Number of primes in a subarray (with updates)

Given an array of N integers, the task is to perform the following two queries:

query(start, end) : Print the number of prime numbers in the subarray from start to end
update(i, x) : update the value at index i to x, i.e arr[i] = x

Examples:

Input : arr = {1, 2, 3, 5, 7, 9}
        Query 1: query(start = 0, end = 4)
        Query 2: update(i = 3, x = 6)
        Query 3: query(start = 0, end = 4)
Output :4
        3
Explanation
In Query 1, the subarray [0...4]
has 4 primes viz. {2, 3, 5, 7}

In Query 2, the value at index 3 
is updated to 6, the array arr now is, {1, 2, 3, 
6, 7, 9}
In Query 3, the subarray [0...4]
has 4 primes viz. {2, 3, 7}

Method 1 (Brute Force)
A similar problem can be found here. Here there are no updates.We can modify this to handle updates but for this we need to build the prefix array always when we perform an update which makes the time complexity of this approach O(Q * N)

Method 2 (Efficient)
Since, we need to handle both range queries and point updates, a segment tree is best suited for this purpose.

We can use Sieve of Eratosthenes to preprocess all the primes till the maximum value arri can take say MAX in O(MAX log(log(MAX)))
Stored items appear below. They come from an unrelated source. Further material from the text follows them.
//! Query Intents
//!
//! The six things a user can ask CryptoBuddy for, with the keywords that
//! select them. `Intent::PRIORITY` is the order routes are tried in; a query
//! that mentions several topics goes to the earliest one.

use buddy_core::{normalize, KeywordMatcher};
use serde::{Deserialize, Serialize};

const EXIT_KEYWORDS: &[&str] = &["exit"];
const SUSTAINABILITY_KEYWORDS: &[&str] = &["sustain", "eco", "environment"];
const TRENDING_KEYWORDS: &[&str] = &["trend", "trending", "rising"];
const LONG_TERM_KEYWORDS: &[&str] = &["long-term", "long term", "growth"];
const HELP_KEYWORDS: &[&str] = &["help", "examples", "what can you do"];

#[derive(Clone, Copy, Debug, PartialEq, Eq, Hash, Serialize, Deserialize)]
#[serde(rename_all = "snake_case")]
pub enum Intent {
    Exit,
    Sustainability,
    Trending,
    LongTerm,
    Help,
    Fallback,
}

impl Intent {
    /// Keyword-matched intents, highest priority first
    pub const PRIORITY: [Self; 5] = [
        Self::Exit,
        Self::Sustainability,
        Self::Trending,
        Self::LongTerm,
        Self::Help,
    ];

    /// Route name
    pub fn name(self) -> &'static str {
        match self {
            Self::Exit => "exit",
            Self::Sustainability => "sustainability",
            Self::Trending => "trending",
            Self::LongTerm => "long_term",
            Self::Help => "help",
            Self::Fallback => "fallback",
        }
    }

    /// Matcher for this intent; `None` for the fallback
    pub fn matcher(self) -> Option<KeywordMatcher> {
        match self {
            Self::Exit => Some(KeywordMatcher::exact(EXIT_KEYWORDS.iter().copied())),
            Self::Sustainability => Some(KeywordMatcher::contains(SUSTAINABILITY_KEYWORDS.iter().copied())),
            Self::Trending => Some(KeywordMatcher::contains(TRENDING_KEYWORDS.iter().copied())),
            Self::LongTerm => Some(KeywordMatcher::contains(LONG_TERM_KEYWORDS.iter().copied())),
            Self::Help => Some(KeywordMatcher::contains(HELP_KEYWORDS.iter().copied())),
            Self::Fallback => None,
        }
    }

    /// Classify a raw line of user input
    pub fn classify(input: &str) -> Self {
        let query = normalize(input);
        Self::PRIORITY
            .into_iter()
            .find(|intent| intent.matcher().is_some_and(|m| m.matches(&query)))
            .unwrap_or(Self::Fallback)
    }
}

impl std::fmt::Display for Intent {
    fn fmt(&self, f: &mut std::fmt::Formatter<'_>) -> std::fmt::Result {
        f.write_str(self.name())
    }
}
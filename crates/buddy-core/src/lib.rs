//! # buddy-core
//!
//! Domain-agnostic machinery for small keyword-driven chatbots.
//!
//! ## Architecture
//!
//! ```text
//! ┌─────────────────────────────────────────────────────────────┐
//! │                        Session                               │
//! │  ┌─────────────┐  ┌──────────────────┐  ┌────────────────┐  │
//! │  │  Turn Loop  │──│   IntentRouter   │──│   Responder    │  │
//! │  │ (read/write)│  │ (ordered routes) │  │   (Strategy)   │  │
//! │  └─────────────┘  └──────────────────┘  └────────────────┘  │
//! └─────────────────────────────────────────────────────────────┘
//! ```
//!
//! Routes are evaluated in registration order and the first matching
//! `KeywordMatcher` wins. Domain crates supply the `Responder`s.

pub mod intent;
pub mod error;
pub mod session;

pub use error::{BuddyError, Result};
pub use intent::{IntentRouter, KeywordMatcher, Reply, Responder, Route, StaticResponder};
pub use session::{normalize, Session, SessionConfig, SessionId, SessionState, SessionSummary, Termination};
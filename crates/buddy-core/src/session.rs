//! Session Management
//!
//! A session is a turn-based conversation: read a line, route it, write
//! the reply, repeat until a responder ends the session or input runs out.
//! Turns are independent; the session only tracks whether it is still
//! running and how many turns were answered.

use std::io::{BufRead, Write};

use serde::{Deserialize, Serialize};
use uuid::Uuid;

use crate::error::{BuddyError, Result};
use crate::intent::{IntentRouter, Reply};

/// Unique session identifier
#[derive(Clone, Debug, PartialEq, Eq, Hash, Serialize, Deserialize)]
pub struct SessionId(String);

impl SessionId {
    pub fn new() -> Self {
        Self(Uuid::new_v4().to_string())
    }

    pub fn as_str(&self) -> &str {
        &self.0
    }
}

impl Default for SessionId {
    fn default() -> Self {
        Self::new()
    }
}

impl std::fmt::Display for SessionId {
    fn fmt(&self, f: &mut std::fmt::Formatter<'_>) -> std::fmt::Result {
        write!(f, "{}", self.0)
    }
}

/// Presentation settings for a session
#[derive(Clone, Debug, Serialize, Deserialize)]
pub struct SessionConfig {
    /// Name prefixed to every reply
    #[serde(default = "default_speaker")]
    pub speaker: String,

    /// Prompt written before each read
    #[serde(default = "default_prompt")]
    pub prompt: String,

    /// Lines written once when the session starts
    #[serde(default)]
    pub greeting: Vec<String>,
}

fn default_speaker() -> String { "Bot".into() }
fn default_prompt() -> String { "You: ".into() }

impl Default for SessionConfig {
    fn default() -> Self {
        Self {
            speaker: default_speaker(),
            prompt: default_prompt(),
            greeting: Vec::new(),
        }
    }
}

#[derive(Clone, Copy, Debug, PartialEq, Eq, Serialize, Deserialize)]
#[serde(rename_all = "lowercase")]
pub enum SessionState {
    Running,
    Terminated,
}

/// How a finished session ended
#[derive(Clone, Copy, Debug, PartialEq, Eq, Serialize, Deserialize)]
#[serde(rename_all = "snake_case")]
pub enum Termination {
    /// A responder returned a farewell
    Command,
    /// Input stream closed
    EndOfInput,
}

/// Outcome of `Session::run`
#[derive(Clone, Debug, Serialize, Deserialize)]
pub struct SessionSummary {
    pub id: SessionId,
    pub turns: usize,
    pub termination: Termination,
}

/// Trim surrounding whitespace and lowercase
pub fn normalize(line: &str) -> String {
    line.trim().to_lowercase()
}

/// A single chat session
#[derive(Clone, Debug)]
pub struct Session {
    pub id: SessionId,
    pub config: SessionConfig,
    state: SessionState,
    termination: Option<Termination>,
    turns: usize,
}

impl Session {
    pub fn new(config: SessionConfig) -> Self {
        Self {
            id: SessionId::new(),
            config,
            state: SessionState::Running,
            termination: None,
            turns: 0,
        }
    }

    pub fn state(&self) -> SessionState {
        self.state
    }

    pub fn is_running(&self) -> bool {
        self.state == SessionState::Running
    }

    /// Number of lines answered so far
    pub fn turns(&self) -> usize {
        self.turns
    }

    /// Run one turn: normalize, route, and update state
    pub fn handle_line(&mut self, router: &IntentRouter, line: &str) -> Result<Reply> {
        if !self.is_running() {
            return Err(BuddyError::Session(format!("session {} already terminated", self.id)));
        }

        let (route, reply) = router.dispatch(&normalize(line))?;
        self.turns += 1;
        tracing::debug!(session = %self.id, route = %route, turn = self.turns, "turn answered");

        if reply.ends_session {
            self.end(Termination::Command);
        }

        Ok(reply)
    }

    /// Drive the session over a line-oriented input until it terminates
    pub fn run<R, W>(&mut self, router: &IntentRouter, mut input: R, mut output: W) -> Result<SessionSummary>
    where
        R: BufRead,
        W: Write,
    {
        tracing::info!(session = %self.id, routes = router.len(), "session started");

        for line in &self.config.greeting {
            writeln!(output, "{}", line)?;
        }

        let mut buf = Vec::new();
        while self.is_running() {
            write!(output, "{}", self.config.prompt)?;
            output.flush()?;

            buf.clear();
            if input.read_until(b'\n', &mut buf)? == 0 {
                // Keep the terminal tidy after a dangling prompt
                writeln!(output)?;
                self.end(Termination::EndOfInput);
                break;
            }

            // Undecodable bytes become U+FFFD; such lines route like any other text
            let line = String::from_utf8_lossy(&buf);
            let reply = self.handle_line(router, &line)?;
            self.write_reply(&mut output, &reply)?;
        }

        output.flush()?;
        let summary = self.summary();
        tracing::info!(
            session = %summary.id,
            turns = summary.turns,
            termination = ?summary.termination,
            "session ended"
        );
        Ok(summary)
    }

    fn write_reply<W: Write>(&self, output: &mut W, reply: &Reply) -> Result<()> {
        let mut lines = reply.text.lines();
        if let Some(first) = lines.next() {
            writeln!(output, "{}: {}", self.config.speaker, first)?;
        }
        for line in lines {
            writeln!(output, "{}", line)?;
        }
        Ok(())
    }

    fn end(&mut self, termination: Termination) {
        self.state = SessionState::Terminated;
        self.termination = Some(termination);
    }

    pub fn summary(&self) -> SessionSummary {
        SessionSummary {
            id: self.id.clone(),
            turns: self.turns,
            termination: self.termination.unwrap_or(Termination::EndOfInput),
        }
    }
}

#[cfg(test)]
mod tests {
    use super::*;
    use crate::intent::{KeywordMatcher, Responder, StaticResponder};
    use std::io::Cursor;

    struct BrokenResponder;

    impl Responder for BrokenResponder {
        fn name(&self) -> &str {
            "broken"
        }

        fn respond(&self, _query: &str) -> Result<Reply> {
            Err(BuddyError::Responder("no data".into()))
        }
    }

    fn router() -> IntentRouter {
        let mut router = IntentRouter::new();
        router.register(KeywordMatcher::exact(["exit"]), StaticResponder::farewell("exit", "Bye!"));
        router.register(KeywordMatcher::contains(["help"]), StaticResponder::new("help", "Line one\nLine two"));
        router.register(KeywordMatcher::contains(["broken"]), BrokenResponder);
        router.set_fallback(StaticResponder::new("fallback", "Huh?"));
        router
    }

    fn config() -> SessionConfig {
        SessionConfig {
            speaker: "Bot".into(),
            prompt: "> ".into(),
            greeting: vec!["Hello".into()],
        }
    }

    #[test]
    fn test_normalize() {
        assert_eq!(normalize("  EXIT \n"), "exit");
        assert_eq!(normalize("Long-Term Growth?"), "long-term growth?");
    }

    #[test]
    fn test_session_creation() {
        let session = Session::new(SessionConfig::default());
        assert!(session.is_running());
        assert_eq!(session.turns(), 0);
        assert_eq!(session.config.prompt, "You: ");
    }

    #[test]
    fn test_exit_terminates() {
        let router = router();
        let mut session = Session::new(config());

        let reply = session.handle_line(&router, "  Exit  ").unwrap();
        assert_eq!(reply.text, "Bye!");
        assert_eq!(session.state(), SessionState::Terminated);
        assert!(matches!(session.handle_line(&router, "help"), Err(BuddyError::Session(_))));
    }

    #[test]
    fn test_run_transcript() {
        let router = router();
        let mut session = Session::new(config());
        let mut out = Vec::new();

        let summary = session
            .run(&router, Cursor::new("help\nbanana\nexit\nhelp\n"), &mut out)
            .unwrap();

        let text = String::from_utf8(out).unwrap();
        assert_eq!(
            text,
            "Hello\n> Bot: Line one\nLine two\n> Bot: Huh?\n> Bot: Bye!\n"
        );
        assert_eq!(summary.turns, 3);
        assert_eq!(summary.termination, Termination::Command);
    }

    #[test]
    fn test_run_end_of_input() {
        let router = router();
        let mut session = Session::new(config());
        let mut out = Vec::new();

        let summary = session.run(&router, Cursor::new("help"), &mut out).unwrap();

        assert_eq!(summary.turns, 1);
        assert_eq!(summary.termination, Termination::EndOfInput);
        assert!(String::from_utf8(out).unwrap().ends_with("> \n"));
    }

    #[test]
    fn test_invalid_utf8_line_falls_back() {
        let router = router();
        let mut session = Session::new(config());
        let mut out = Vec::new();

        let summary = session
            .run(&router, Cursor::new(&b"caf\xe9 coins?\nhelp\nexit\n"[..]), &mut out)
            .unwrap();

        let text = String::from_utf8(out).unwrap();
        assert_eq!(
            text,
            "Hello\n> Bot: Huh?\n> Bot: Line one\nLine two\n> Bot: Bye!\n"
        );
        assert_eq!(summary.turns, 3);
        assert_eq!(summary.termination, Termination::Command);
    }

    #[test]
    fn test_failed_turn_is_not_counted() {
        let router = router();
        let mut session = Session::new(config());

        session.handle_line(&router, "help").unwrap();
        assert!(matches!(session.handle_line(&router, "broken"), Err(BuddyError::Responder(_))));
        assert_eq!(session.turns(), 1);
        assert!(session.is_running());
    }

    #[test]
    fn test_many_turns_keep_no_history() {
        let router = router();
        let mut session = Session::new(config());
        let input = "banana\n".repeat(10_000);

        let summary = session.run(&router, Cursor::new(input), std::io::sink()).unwrap();

        assert_eq!(summary.turns, 10_000);
        assert_eq!(summary.termination, Termination::EndOfInput);
    }
}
Building the segment tree:
We basically reduce the problem to subarray sum using segment tree.

Now, we can build the segment tree where a leaf node is represented as either 0 (if it is not a prime number) or 1 (if it is a prime number).

The internal nodes of the segment tree equal to the sum of its child nodes, thus a node represents the total primes in the range from L to R where the range L to R falls under this node and the sub-tree below it.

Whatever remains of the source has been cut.